De r Europäischen Union verschlug es erst einmal die Sprache. Nach der Ankündigung einer Volksabstimmung über die Euro-Rettung durch Griechenlands Regierungschef Giorgos Papandreou blieb die EU-Kommission in Brüssel lange stumm. Es war nicht nur die Kombination von Reformationstag und Allerheiligen mit vielen verwaisten Büros in den europäischen Machtzentralen: Papandreou hatte seine Gegner daheim, aber auch seine Freunde in Europa kalt erwischt.

Nicht einmal eine Woche nach dem Euro-Krisengipfel, der zumindest für eine Weile mehr Ruhe in den Kampf um die Stabilisierung der Gemeinschaftswährung bringen sollte, waren die Schreckensbilder wieder da: Dazu gehört nicht nur ein bankrottes Griechenland, das bei einem Nein zu Papandreous Referendum mit hoher Wahrscheinlichkeit aus dem Euro ausscheiden müsste. Fast noch größerer Horror treibt die Euro-Verantwortlichen um, wenn sie über die möglichen Folgen einer Griechenland-Pleite für andere Euro-Staaten nachdenken.

Griff zum letzten Mittel

Papandreou, der schon in den vergangenen Monaten mit verschiedenen Optionen für Volksabstimmungen spielte, will genau diese Katastrophe vermeiden. Doch er wandelt mit dem Mut der Verzweiflung auf einem schmalen politischen Grat. Voraussichtlich bis Anfang des kommenden Jahres schwebt Papandreou noch in akuter Absturzgefahr. Dann soll schließlich das Kleingedruckte für das neue Euro-Hilfspaket von insgesamt 130 Milliarden Euro ausgehandelt sein, und dann kann Papandreou die Frage aller Fragen an sein Volk formulieren.

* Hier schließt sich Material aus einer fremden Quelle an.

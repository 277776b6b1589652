//! Error types for local runtime library resolution.
//!
//! Component errors are wrapped with a stable prefix naming the failed stage
//! ("download failed", "verification failed", "extraction failed") and
//! [`InstallerError::kind`] exposes the failure category so callers can
//! branch without matching on message text.

use crate::artefact::download::DownloadError;
use crate::artefact::error::ArtefactError;
use crate::artefact::extraction::ExtractionError;
use crate::artefact::mirror::MirrorError;
use crate::artefact::verification::VerificationError;
use crate::lock::LockError;
use camino::Utf8PathBuf;
use thiserror::Error;

/// Broad failure category of an [`InstallerError`].
#[derive(Debug, Clone, Copy, PartialEq, Eq)]
pub enum ErrorKind {
    /// Missing or invalid configuration; never retried.
    Configuration,
    /// Fetching failed on every mirror after retries.
    Network,
    /// Checksum or signature verification failed; never retried.
    Integrity,
    /// A download or extracted member exceeded the size limit.
    ResourceLimit,
    /// The download lock could not be acquired or released.
    Concurrency,
    /// A local filesystem operation failed.
    Io,
}

/// Errors that can occur while resolving the runtime library.
#[derive(Debug, Error)]
pub enum InstallerError {
    /// Neither a path nor auto-download is configured.
    #[error(
        "local runtime library path is not configured: set library.path, CHROMA_LIB_PATH, or enable library.auto_download"
    )]
    NotConfigured,

    /// The configured version tag is invalid.
    #[error("invalid local library version: {source}")]
    InvalidVersion {
        /// The validation failure.
        #[source]
        source: ArtefactError,
    },

    /// The auto-detected version tag is invalid.
    #[error("invalid detected local library version: {source}")]
    InvalidDetectedVersion {
        /// The validation failure.
        #[source]
        source: ArtefactError,
    },

    /// The host platform has no published library.
    #[error(transparent)]
    UnsupportedPlatform(ArtefactError),

    /// The cache root could not be determined.
    #[error("failed to determine local library cache dir: {reason}")]
    CacheDir {
        /// Why the directory could not be determined.
        reason: String,
    },

    /// A release asset could not be fetched.
    #[error("local library download failed: {0}")]
    Download(#[from] MirrorError),

    /// A checksum or signature check failed.
    #[error("local library verification failed: {0}")]
    Verification(#[from] VerificationError),

    /// The library could not be extracted from the archive.
    #[error("local library extraction failed: {0}")]
    Extraction(#[from] ExtractionError),

    /// The download lock failed.
    #[error(transparent)]
    Lock(#[from] LockError),

    /// A cache filesystem operation failed.
    #[error("failed to {action} {path}: {source}")]
    Filesystem {
        /// What was being attempted, e.g. "create cache directory".
        action: &'static str,
        /// The path involved.
        path: Utf8PathBuf,
        /// The underlying I/O error.
        #[source]
        source: std::io::Error,
    },

    /// Extraction reported success but the library is missing or empty.
    #[error("local runtime library {path} is missing or empty after extraction")]
    LibraryMissing {
        /// The expected library path.
        path: Utf8PathBuf,
    },

    /// Failed to write output.
    #[error("failed to write output")]
    WriteFailed {
        /// The underlying error that caused the write to fail.
        #[source]
        source: std::io::Error,
    },
}

impl InstallerError {
    /// Return the failure category.
    ///
    /// # Examples
    ///
    /// ```
    /// use chroma_local_installer::error::{ErrorKind, InstallerError};
    ///
    /// assert_eq!(InstallerError::NotConfigured.kind(), ErrorKind::Configuration);
    /// ```
    #[must_use]
    pub fn kind(&self) -> ErrorKind {
        match self {
            Self::NotConfigured
            | Self::InvalidVersion { .. }
            | Self::InvalidDetectedVersion { .. }
            | Self::UnsupportedPlatform(_)
            | Self::CacheDir { .. } => ErrorKind::Configuration,
            Self::Download(err) => mirror_kind(err),
            Self::Verification(_) => ErrorKind::Integrity,
            Self::Extraction(err) => extraction_kind(err),
            Self::Lock(_) => ErrorKind::Concurrency,
            Self::Filesystem { .. } | Self::LibraryMissing { .. } | Self::WriteFailed { .. } => {
                ErrorKind::Io
            }
        }
    }

    pub(crate) fn filesystem(
        action: &'static str,
        path: impl Into<Utf8PathBuf>,
    ) -> impl FnOnce(std::io::Error) -> Self {
        let path = path.into();
        move |source| Self::Filesystem {
            action,
            path,
            source,
        }
    }
}

fn mirror_kind(err: &MirrorError) -> ErrorKind {
    match err {
        MirrorError::NoMirrors => ErrorKind::Configuration,
        MirrorError::ResourceLimit { .. } => ErrorKind::ResourceLimit,
        MirrorError::Exhausted { failures, .. } => {
            let all_local = !failures.is_empty()
                && failures
                    .iter()
                    .all(|failure| matches!(failure.error, DownloadError::Io(_)));
            if all_local {
                ErrorKind::Io
            } else {
                ErrorKind::Network
            }
        }
    }
}

fn extraction_kind(err: &ExtractionError) -> ErrorKind {
    match err {
        ExtractionError::Io(_) => ErrorKind::Io,
        ExtractionError::MemberTooLarge { .. } | ExtractionError::SizeLimitExceeded { .. } => {
            ErrorKind::ResourceLimit
        }
        ExtractionError::PathTraversal { .. }
        | ExtractionError::MemberNotFound { .. }
        | ExtractionError::InvalidSize { .. }
        | ExtractionError::SizeMismatch { .. } => ErrorKind::Integrity,
    }
}

/// Result type alias using [`InstallerError`].
pub type Result<T> = std::result::Result<T, InstallerError>;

Am vergangenen Donnerstag hatten die 16 anderen Euro-Länder die neuen Hilfe zugesagt, von Volksabstimmung in Griechenland war noch keine Rede. Die Banken hatten auf die Hälfte der griechischen Schulden verzichtet – rund 100 Milliarden Euro. Im Gegenzug hatte Papandreou die Fortsetzung der Sparpolitik versprechen müssen. Und zugleich musste er in ein „verstärktes Überwachungsregime im Zusammenhang mit der Erfüllung der griechischen Pflichten“ (so Bundeskanzlerin Angela Merkel) einwilligen. Die „Troika“ der Geldgeber – EU, Europäische Zentralbank und Internationaler Währungsfonds – installiert ihre Kontrolleure dauerhaft in Athen. Das ist ebenso wenig populär wie die drastischen Einschränkungen des jahrelangen Leih-Wohlstands, die Papandreou seinen Landsleuten verordnete.

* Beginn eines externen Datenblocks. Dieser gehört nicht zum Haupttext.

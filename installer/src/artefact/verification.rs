//! Trust policy and error types for release verification.
//!
//! A [`TrustPolicy`] captures everything needed to decide whether a signed
//! checksum manifest came from the release pipeline: the expected signing
//! identity, the OIDC issuer recorded in the certificate, and the pinned
//! certificate authorities the signing certificate must chain to. The policy
//! is a value type; the checks themselves live in
//! [`certificate`](super::certificate) and [`signature`](super::signature).

use super::version_tag::LibraryVersionTag;
use thiserror::Error;

/// Placeholder substituted with the version tag in identity templates.
pub const VERSION_PLACEHOLDER: &str = "{version}";

/// Signing identity of the release workflow, parameterised by version.
pub const DEFAULT_IDENTITY_TEMPLATE: &str =
    "https://github.com/amikos-tech/chroma-go-local/.github/workflows/release.yml@refs/tags/{version}";

/// OIDC issuer that authenticated the release workflow.
pub const DEFAULT_OIDC_ISSUER: &str = "https://token.actions.githubusercontent.com";

/// Certificate extension carrying the OIDC issuer.
pub const OIDC_ISSUER_EXTENSION_OID: &str = "1.3.6.1.4.1.57264.1.1";

/// Pinned Sigstore Fulcio intermediate certificate.
///
/// Published at <https://fulcio.sigstore.dev/api/v1/rootCert>.
pub const FULCIO_INTERMEDIATE_PEM: &str = "-----BEGIN CERTIFICATE-----
MIICGjCCAaGgAwIBAgIUALnViVfnU0brJasmRkHrn/UnfaQwCgYIKoZIzj0EAwMw
KjEVMBMGA1UEChMMc2lnc3RvcmUuZGV2MREwDwYDVQQDEwhzaWdzdG9yZTAeFw0y
MjA0MTMyMDA2MTVaFw0zMTEwMDUxMzU2NThaMDcxFTATBgNVBAoTDHNpZ3N0b3Jl
LmRldjEeMBwGA1UEAxMVc2lnc3RvcmUtaW50ZXJtZWRpYXRlMHYwEAYHKoZIzj0C
AQYFK4EEACIDYgAE8RVS/ysH+NOvuDZyPIZtilgUF9NlarYpAd9HP1vBBH1U5CV7
7LSS7s0ZiH4nE7Hv7ptS6LvvR/STk798LVgMzLlJ4HeIfF3tHSaexLcYpSASr1kS
0N/RgBJz/9jWCiXno3sweTAOBgNVHQ8BAf8EBAMCAQYwEwYDVR0lBAwwCgYIKwYB
BQUHAwMwEgYDVR0TAQH/BAgwBgEB/wIBADAdBgNVHQ4EFgQU39Ppz1YkEZb5qNjp
KFWixi4YZD8wHwYDVR0jBBgwFoAUWMAeX5FFpWapesyQoZMi0CrFxfowCgYIKoZI
zj0EAwMDZwAwZAIwPCsQK4DYiZYDPIaDi5HFKnfxXx6ASSVmERfsynYBiX2X6SJR
nZU84/9DZdnFvvxmAjBOt6QpBlc4J/0DxvkTCqpclvziL6BCCPnjdlIB3Pu3BxsP
mygUY7Ii2zbdCdliiow=
-----END CERTIFICATE-----";

/// Pinned Sigstore Fulcio root certificate.
///
/// Published at <https://fulcio.sigstore.dev/api/v1/rootCert>.
pub const FULCIO_ROOT_PEM: &str = "-----BEGIN CERTIFICATE-----
MIIB9zCCAXygAwIBAgIUALZNAPFdxHPwjeDloDwyYChAO/4wCgYIKoZIzj0EAwMw
KjEVMBMGA1UEChMMc2lnc3RvcmUuZGV2MREwDwYDVQQDEwhzaWdzdG9yZTAeFw0y
MTEwMDcxMzU2NTlaFw0zMTEwMDUxMzU2NThaMCoxFTATBgNVBAoTDHNpZ3N0b3Jl
LmRldjERMA8GA1UEAxMIc2lnc3RvcmUwdjAQBgcqhkjOPQIBBgUrgQQAIgNiAAT7
XeFT4rb3PQGwS4IajtLk3/OlnpgangaBclYpsYBr5i+4ynB07ceb3LP0OIOZdxex
X69c5iVuyJRQ+Hz05yi+UF3uBWAlHpiS5sh0+H2GHE7SXrk1EC5m1Tr19L9gg92j
YzBhMA4GA1UdDwEB/wQEAwIBBjAPBgNVHRMBAf8EBTADAQH/MB0GA1UdDgQWBBRY
wB5fkUWlZql6zJChkyLQKsXF+jAfBgNVHSMEGDAWgBRYwB5fkUWlZql6zJChkyLQ
KsXF+jAKBggqhkjOPQQDAwNpADBmAjEAj1nHeXZp+13NWBNa+EDsDP8G1WWg1tCM
WP/WHPqpaVo0jhsweNFZgSs0eE7wYI4qAjEA2WB9ot98sIkoF3vZYdd3/VtWB5b9
TNMea7Ix/stJ5TfcLLeABLE4BNJOsQ4vnBHJ
-----END CERTIFICATE-----";

/// Certificate authorities a signing certificate must chain to.
#[derive(Debug, Clone, PartialEq, Eq)]
pub struct TrustAnchors {
    /// PEM-encoded root certificates.
    pub roots: Vec<String>,
    /// PEM-encoded intermediate certificates. When empty the signing
    /// certificate must be issued directly by a root.
    pub intermediates: Vec<String>,
}

impl TrustAnchors {
    /// Anchors consisting of a single root and no intermediates.
    #[must_use]
    pub fn with_root(root_pem: impl Into<String>) -> Self {
        Self {
            roots: vec![root_pem.into()],
            intermediates: Vec::new(),
        }
    }
}

impl Default for TrustAnchors {
    /// The pinned Sigstore Fulcio root and intermediate.
    fn default() -> Self {
        Self {
            roots: vec![FULCIO_ROOT_PEM.to_owned()],
            intermediates: vec![FULCIO_INTERMEDIATE_PEM.to_owned()],
        }
    }
}

/// Policy governing which signed checksum manifests are trusted.
///
/// # Examples
///
/// ```
/// use chroma_local_installer::artefact::verification::TrustPolicy;
/// use chroma_local_installer::artefact::version_tag::LibraryVersionTag;
///
/// let policy = TrustPolicy::default();
/// let version: LibraryVersionTag = "v0.3.1".try_into().expect("valid tag");
/// assert!(policy.identity_for(&version).ends_with("@refs/tags/v0.3.1"));
/// ```
#[derive(Debug, Clone, PartialEq, Eq)]
pub struct TrustPolicy {
    /// Expected URI SAN, with `{version}` standing in for the version tag.
    pub identity_template: String,
    /// Expected value of the OIDC issuer extension.
    pub oidc_issuer: String,
    /// Certificate authorities the signing certificate must chain to.
    pub anchors: TrustAnchors,
}

impl TrustPolicy {
    /// Return the signing identity expected for `version`.
    #[must_use]
    pub fn identity_for(&self, version: &LibraryVersionTag) -> String {
        self.identity_template
            .replace(VERSION_PLACEHOLDER, version.as_str())
    }
}

impl Default for TrustPolicy {
    fn default() -> Self {
        Self {
            identity_template: DEFAULT_IDENTITY_TEMPLATE.to_owned(),
            oidc_issuer: DEFAULT_OIDC_ISSUER.to_owned(),
            anchors: TrustAnchors::default(),
        }
    }
}

/// A failed step while validating a checksum manifest signature.
///
/// These are always reported wrapped in
/// [`VerificationError::ChecksumsSignature`].
#[derive(Debug, Clone, PartialEq, Eq, Error)]
pub enum SignatureError {
    /// A base64 payload was empty after stripping whitespace.
    #[error("{what} payload is empty")]
    EmptyPayload {
        /// Which payload was empty.
        what: &'static str,
    },

    /// A base64 payload could not be decoded with or without padding.
    #[error("invalid base64 payload for {what}: {reason}")]
    InvalidBase64 {
        /// Which payload failed to decode.
        what: &'static str,
        /// Decoder diagnostic.
        reason: String,
    },

    /// The certificate PEM framing is malformed.
    #[error("invalid certificate PEM: {reason}")]
    InvalidPem {
        /// Description of the framing problem.
        reason: String,
    },

    /// The certificate DER could not be parsed.
    #[error("failed to parse certificate: {reason}")]
    InvalidCertificate {
        /// Parser diagnostic.
        reason: String,
    },

    /// The certificate's validity period has not started.
    #[error("certificate is not yet valid: valid starting at {not_before}")]
    NotYetValid {
        /// Start of the validity period.
        not_before: String,
    },

    /// The certificate does not chain to a configured trust anchor.
    #[error("certificate chain verification failed: {reason}")]
    UntrustedChain {
        /// Why no chain could be built.
        reason: String,
    },

    /// The certificate lacks the code-signing extended key usage.
    #[error("certificate is missing code signing extended key usage")]
    MissingCodeSigningUsage,

    /// No URI SAN equals the expected release identity.
    #[error("certificate identity does not match expected release identity {expected}")]
    IdentityMismatch {
        /// The identity that was required.
        expected: String,
    },

    /// The OIDC issuer extension is absent.
    #[error("certificate missing OIDC issuer extension {oid}")]
    MissingIssuer {
        /// Extension OID in dotted form.
        oid: &'static str,
    },

    /// The OIDC issuer extension could not be decoded as a string.
    #[error("failed to decode certificate extension {oid}")]
    UndecodableIssuer {
        /// Extension OID in dotted form.
        oid: &'static str,
    },

    /// The OIDC issuer extension holds an unexpected value.
    #[error("certificate OIDC issuer mismatch: expected {expected}, got {actual}")]
    IssuerMismatch {
        /// The issuer that was required.
        expected: String,
        /// The issuer found in the certificate.
        actual: String,
    },

    /// The certificate key type is not supported.
    #[error("unsupported certificate public key: {algorithm}")]
    UnsupportedKey {
        /// Algorithm OID or curve description.
        algorithm: String,
    },

    /// The signature does not verify against the certificate key.
    #[error("{algorithm} signature verification failed")]
    BadSignature {
        /// Signature scheme that was attempted.
        algorithm: &'static str,
    },
}

/// Errors arising from release verification.
#[derive(Debug, Clone, PartialEq, Eq, Error)]
pub enum VerificationError {
    /// Any failure while validating the manifest signature or certificate.
    #[error("checksums signature verification failed: {0}")]
    ChecksumsSignature(#[from] SignatureError),

    /// The manifest has no entry for the requested file.
    #[error("checksum entry not found for asset {filename}")]
    ChecksumNotFound {
        /// The file name that was looked up.
        filename: String,
    },

    /// The manifest entry for the requested file is not a SHA-256 digest.
    #[error("checksum entry for asset {filename} is malformed: {reason}")]
    MalformedChecksum {
        /// The file name that was looked up.
        filename: String,
        /// Why the digest was rejected.
        reason: String,
    },

    /// The computed digest differs from the manifest entry.
    #[error("checksum verification failed for {subject}: expected {expected}, got {actual}")]
    ChecksumMismatch {
        /// What was hashed (file path or description).
        subject: String,
        /// Digest from the manifest.
        expected: String,
        /// Digest that was computed.
        actual: String,
    },

    /// Reading a file to hash failed.
    #[error("failed to read {path} for checksum verification: {reason}")]
    Read {
        /// The file that could not be read.
        path: String,
        /// Underlying I/O error.
        reason: String,
    },
}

Mit der Volksabstimmung, so sehen es EU-Diplomaten, greift Papandreou zum letzten Mittel. Finanzminister Evangelos Venizelos hatte das Dilemma so auf den Punkt gebracht: „Ich kann diese Umfragen nicht mehr sehen, wonach die Mehrheit gegen das Rettungsprogramm ist, aber eine Mehrheit auch für den Verbleib in der Eurozone ist.“ Anschließend begab er sich mit Magenbeschwerden in eine Klinik.

Wackelkandidaten Südländer

Sollten die Griechen auch weiterhin zwar den Euro, aber keine Einschränkungen wollen und deswegen bei dem Referendum Nein sagen, so ist die Katastrophe vorhersehbar: Dem Staat geht das Geld aus, nicht nur viele Banken gehen pleite – und Griechenland wird auch ohne Euro noch viele Jahre lang kein Geld mehr zu halbwegs vernünftigen Konditionen mehr leihen können. Denn im Gegensatz zu Argentinien, das 2002 zahlungsunfähig wurde und dann dank seiner Rohstoffe und Agrarexporte wieder gesundete, ist Griechenland von Dienstleistungen und Importen abhängig.

Für die 17 Euro-Staaten und die EU ist vor allem die politische Ungewissheit quälend – ganz abgesehen davon, dass in der Eurozone institutionell die Pleite eines Euro-Staates gar nicht vorgesehen ist. „Wir erwarten von allen Ländern der Eurozone, dass sie die eingegangenen Verpflichtungen erfüllen“, meldete sich der britische Außenminister William Hague. Die Belehrung aus Großbritannien, das dem Pfund stets treugeblieben ist, ist nicht unbegründet: Eine Pleite Griechenlands könnte das Vertrauen der Finanzmärkte in alle „Wackelkandidaten“ der Eurozone weiter erschüttern. Vor allem für die anderen „Südländer“ – Portugal, Spanien und auch Italien – könnte dann der Druck deutlich zunehmen.